Hartley balances life as Alpine Bagel manager and musical saw player
Paul Hartley, UNC graduate and current manager of Alpine Bagel Cafe, is a bagel connoisseur by day and musical saw player by night.
Hartley, 24, said playing in the band Robobilly! and managing Alpine are both like theatrical performances.
“When you run a place like Alpine, it is like I am both the director and the lead of a play,” he said. “I open and close it like a curtain, and all of it is an act. It is the same on stage or in the crowd. We are being theatrical and are trying to give someone an enjoyable experience.”
Brian Singhas, guitarist for Robobilly! believes that in both locations, Hartley maintains his personality.
“He definitely puts on a different game face at Alpine and in the band but in essence, he is the same person,” Singhas said. “He has a unique style in the band and a unique style at Alpine, but I don’t think those are very far from each other.”
Hartley said the musical stylings of Robobilly! are hard to describe — primarily folk and bluegrass with elements of jazz and punk rock.
“A song will happen because of all of us putting in our little things,” he said.
There band consists of six members, all of whom are either UNC students or alumni. All band members have worked at Alpine.
The band includes the sounds of a trumpet, mandolin, trash can drums, violin, guitar and musical saw, which is played by Hartley.

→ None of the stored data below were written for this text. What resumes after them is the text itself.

/// Whether an internal node's queued edits fit within the configured budget
/// as-is, or must be partitioned and pushed down into children.
pub fn edit_queue_fits(internal: &InternalNode, edit_queue_size: u32) -> bool {
    internal.edits_size() <= edit_queue_size as usize
}

// ---------------------------------------------------------------------
// Serialization
// ---------------------------------------------------------------------

pub fn serialize_node(node: &Node) -> Vec<u8> {
    match node {
        Node::Leaf(l) => serialize_leaf(l),
        Node::Overflow(o) => serialize_overflow(o),
        Node::Internal(i) => serialize_internal(i),
    }
}

pub fn serialize_leaf(leaf: &LeafNode) -> Vec<u8> {
    let mut buf = Vec::with_capacity(leaf_size(leaf, u32::MAX).size);
    write_u16(&mut buf, NodeKind::Leaf.flags());
    write_u32(&mut buf, leaf.pairs.len() as u32);
    for (k, _) in &leaf.pairs {
        write_entry(&mut buf, k);
    }
    for (_, v) in &leaf.pairs {
        write_entry(&mut buf, v);
    }
    write_u32(&mut buf, leaf.overflow.count);
    buf.extend_from_slice(leaf.overflow.id.as_bytes());
    buf
}

pub fn serialize_overflow(node: &OverflowNode) -> Vec<u8> {
    let mut buf = Vec::with_capacity(overflow_size(node, u32::MAX).size);
    write_u16(&mut buf, NodeKind::Overflow.flags());
    write_u32(&mut buf, node.values.len() as u32);
    for v in &node.values {
        write_entry(&mut buf, v);
    }
    write_u32(&mut buf, node.next.count);
    buf.extend_from_slice(node.next.id.as_bytes());
    buf
}

pub fn serialize_internal(node: &InternalNode) -> Vec<u8> {
    let mut buf = Vec::with_capacity(internal_branches_size(node, u32::MAX).size);
    write_u16(&mut buf, NodeKind::Internal.flags());
    write_u32(&mut buf, node.branches.len() as u32);
    for b in node.branches.iter().skip(1) {
        write_entry(&mut buf, b.sep_key);
    }
    for b in &node.branches {
        buf.extend_from_slice(b.id.as_bytes());
    }
    for b in &node.branches {
        write_u32(&mut buf, b.item_count);
    }
    write_u32(&mut buf, node.edits.len() as u32);
    for e in &node.edits {
        buf.push(edit_kind_byte(e.kind));
        write_entry(&mut buf, e.key);
        if e.kind.carries_value() {
            write_entry(&mut buf, e.value.unwrap_or(&[]));
        }
        buf.push(e.guaranteed as u8);
    }
    buf
}

fn edit_kind_byte(kind: EditKind) -> u8 {
    match kind {
        EditKind::Insert => 0,
        EditKind::Upsert => 1,
        EditKind::RemoveKey => 2,
        EditKind::RemoveKeyValue => 3,
    }
}

fn edit_kind_from_byte(b: u8) -> Result<EditKind> {
    match b {
        0 => Ok(EditKind::Insert),
        1 => Ok(EditKind::Upsert),
        2 => Ok(EditKind::RemoveKey),
        3 => Ok(EditKind::RemoveKeyValue),
        other => Err(Error::corrupt(format!("unknown pending edit kind {other}"))),
    }
}

// ---------------------------------------------------------------------
// Parsing
// ---------------------------------------------------------------------

pub fn parse_node<'p>(bytes: &[u8], pool: &'p Mempool) -> Result<Node<'p>> {
    let flags = read_u16(bytes, 0)?;
    match NodeKind::from_flags(flags) {
        Some(NodeKind::Leaf) => parse_leaf(bytes, pool).map(Node::Leaf),
        Some(NodeKind::Overflow) => parse_overflow(bytes, pool).map(Node::Overflow),
        Some(NodeKind::Internal) => parse_internal(bytes, pool).map(Node::Internal),
        None => Err(Error::corrupt(format!("unknown node flags {flags}"))),
    }
}

fn parse_leaf<'p>(bytes: &[u8], pool: &'p Mempool) -> Result<LeafNode<'p>> {
    let count = read_u32(bytes, FLAGS_SIZE)? as usize;
    let mut offset = HEADER_SIZE;

    let mut keys = Vec::with_capacity(count);
    for _ in 0..count {
        let (k, next) = read_entry(bytes, offset, pool)?;
        keys.push(k);
        offset = next;
    }

    let mut pairs = Vec::with_capacity(count);
    for k in keys {
        let (v, next) = read_entry(bytes, offset, pool)?;
        pairs.push((k, v));
        offset = next;
    }

    let overflow_count = read_u32(bytes, offset)?;
    offset += COUNT_SIZE;
    let overflow_id = read_node_id(bytes, offset)?;
    offset += NODE_ID_LEN;

    if offset != bytes.len() {
        return Err(Error::corrupt(format!(
            "trailing bytes after leaf node: {} left",
            bytes.len() - offset
        )));
    }

    Ok(LeafNode { pairs, overflow: OverflowRef { count: overflow_count, id: overflow_id } })
}

fn parse_overflow<'p>(bytes: &[u8], pool: &'p Mempool) -> Result<OverflowNode<'p>> {
    let count = read_u32(bytes, FLAGS_SIZE)? as usize;
    let mut offset = HEADER_SIZE;

    let mut values = Vec::with_capacity(count);
    for _ in 0..count {
        let (v, next) = read_entry(bytes, offset, pool)?;
        values.push(v);
        offset = next;
    }

    let next_count = read_u32(bytes, offset)?;
    offset += COUNT_SIZE;
    let next_id = read_node_id(bytes, offset)?;
    offset += NODE_ID_LEN;

    if offset != bytes.len() {
        return Err(Error::corrupt(format!(
            "trailing bytes after overflow node: {} left",
            bytes.len() - offset
        )));
    }

    Ok(OverflowNode { values, next: OverflowRef { count: next_count, id: next_id } })
}

fn parse_internal<'p>(bytes: &[u8], pool: &'p Mempool) -> Result<InternalNode<'p>> {
    let count = read_u32(bytes, FLAGS_SIZE)? as usize;
    let mut offset = HEADER_SIZE;

    let mut sep_keys = Vec::with_capacity(count);
    sep_keys.push(&[][..]);
    for _ in 1..count {
        let (k, next) = read_entry(bytes, offset, pool)?;
        sep_keys.push(k);
        offset = next;
    }

    let mut ids = Vec::with_capacity(count);
    for _ in 0..count {
        ids.push(read_node_id(bytes, offset)?);
        offset += NODE_ID_LEN;
    }

    let mut counts = Vec::with_capacity(count);
    for _ in 0..count {
        counts.push(read_u32(bytes, offset)?);
        offset += COUNT_SIZE;
    }

    let branches = sep_keys
        .into_iter()
        .zip(ids)
        .zip(counts)
        .map(|((sep_key, id), item_count)| Branch { sep_key, id, item_count })
        .collect();

    let edit_count = read_u32(bytes, offset)?;
    offset += COUNT_SIZE;

    let mut edits = Vec::with_capacity(edit_count as usize);
    for _ in 0..edit_count {
        if offset >= bytes.len() {
            return Err(Error::corrupt("end of page while reading pending edit kind"));
        }
        let kind = edit_kind_from_byte(bytes[offset])?;
        offset += 1;
        let (key, next) = read_entry(bytes, offset, pool)?;
        offset = next;
        let value = if kind.carries_value() {
            let (v, next) = read_entry(bytes, offset, pool)?;
            offset = next;
            Some(v)
        } else {
            None
        };
        if offset >= bytes.len() {
            return Err(Error::corrupt("end of page while reading pending edit guaranteed flag"));
        }
        let guaranteed = bytes[offset] != 0;
        offset += 1;
        edits.push(PendingEdit { kind, key, value, guaranteed });
    }

    if offset != bytes.len() {
        return Err(Error::corrupt(format!(
            "trailing bytes after internal node: {} left",
            bytes.len() - offset
        )));
    }

    Ok(InternalNode { branches, edits })
}

#[cfg(test)]
mod tests {
    use super::*;

    #[test]
    fn leaf_roundtrip() {
        let pool = Mempool::new();
        let leaf = LeafNode {
            pairs: vec![(pool.alloc(b"a"), pool.alloc(b"1")), (pool.alloc(b"b"), pool.alloc(b"2"))],
            overflow: OverflowRef::NONE,
        };
        let bytes = serialize_leaf(&leaf);
        let parsed = parse_node(&bytes, &pool).unwrap();
        assert_eq!(parsed, Node::Leaf(leaf));
    }

    #[test]
    fn overflow_roundtrip() {
        let pool = Mempool::new();
        let node = OverflowNode {
            values: vec![pool.alloc(b"x"), pool.alloc(b"y")],
            next: OverflowRef { count: 3, id: NodeId::new([9u8; NODE_ID_LEN]) },
        };
        let bytes = serialize_overflow(&node);
        assert_eq!(parse_node(&bytes, &pool).unwrap(), Node::Overflow(node));
    }

    #[test]
    fn internal_roundtrip_with_edits() {
        let pool = Mempool::new();
        let internal = InternalNode {
            branches: vec![
                Branch { sep_key: &[], id: NodeId::new([1u8; NODE_ID_LEN]), item_count: 10 },
                Branch { sep_key: pool.alloc(b"m"), id: NodeId::new([2u8; NODE_ID_LEN]), item_count: 20 },
            ],
            edits: vec![PendingEdit {
                kind: EditKind::Upsert,
                key: pool.alloc(b"k"),
                value: Some(pool.alloc(b"v")),
                guaranteed: true,
            }],
        };
        let bytes = serialize_internal(&internal);
        assert_eq!(parse_node(&bytes, &pool).unwrap(), Node::Internal(internal));
    }

    #[test]
    fn corrupt_flags_rejected() {
        let pool = Mempool::new();
        let mut bytes = vec![0u8; 8];
        bytes[0] = 0xFF;
        bytes[1] = 0xFF;
        assert!(parse_node(&bytes, &pool).is_err());
    }

    #[test]
    fn trailing_bytes_rejected() {
        let pool = Mempool::new();
        let leaf = LeafNode { pairs: vec![], overflow: OverflowRef::NONE };
        let mut bytes = serialize_leaf(&leaf);
        bytes.push(0);
        assert!(parse_node(&bytes, &pool).is_err());
    }

    #[test]
    fn leaf_split_keeps_overflow_run_together() {
        let pool = Mempool::new();
        let leaf = LeafNode {
            pairs: vec![
                (pool.alloc(b"a"), pool.alloc(&[0u8; 20])),
                (pool.alloc(b"b"), pool.alloc(&[0u8; 20])),
                (pool.alloc(b"b"), pool.alloc(&[0u8; 20])),
                (pool.alloc(b"b"), pool.alloc(&[0u8; 20])),
                (pool.alloc(b"b"), pool.alloc(&[0u8; 20])),
                (pool.alloc(b"c"), pool.alloc(&[0u8; 20])),
            ],
            overflow: OverflowRef::NONE,
        };
        // max=150 puts the split boundary inside the four-"b" run, so the
        // overflow slice spans more than one item (unlike a boundary that
        // lands on a singleton key, where overflow_start == split_start).
        let info = leaf_size(&leaf, 150);
        assert!(info.should_split);
        assert!(info.overflow_start + 1 < info.split_start, "expected more than one item in the overflow run");

        let boundary_key = leaf.pairs[info.overflow_start - 1].0;
        for i in info.overflow_start..info.split_start {
            assert_eq!(leaf.pairs[i].0, boundary_key);
        }
    }
}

“Once you learn something so strange and beautiful as the saw, you can’t help becoming infatuated with it," Hartley said.
Hartley got his first job at Alpine in January 2005, around the same time Robobilly! formed.
“We were just a bunch of friends deciding to play music together with no rules,” he said. “There is a saying in our band, ‘There is no vision but the vision.’ It means that there is no leader; we are all in this together.”
Hartley said an important part of the band is how they perform without amplifiers or microphones. Robobilly! shows this enthusiasm through the exclamation point after its name.
“Not using microphones and amplifiers forces you to play your loudest and take your sound to your physical limits — how hard your hands can pick, how loud your lungs can holler, how much you can bend that saw, how many people can you make dance,” Hartley said.
The original songs are strange in terms of content, Hartley said.
“It could range from a zombie’s ability to feel love after being bitten in sort of a pop rock sort of way down to really folksy tunes about robots destroying villages,” Hartley said. “We get inspiration from random stuff.”
Balancing between making bagels and screaming lyrics, Hartley said he has two different avenues to express himself.
“When people recognize me at Alpine, they don’t expect me to be the same person that I am in the band,” he said. “Bagels pay a little bit better than the band, though.”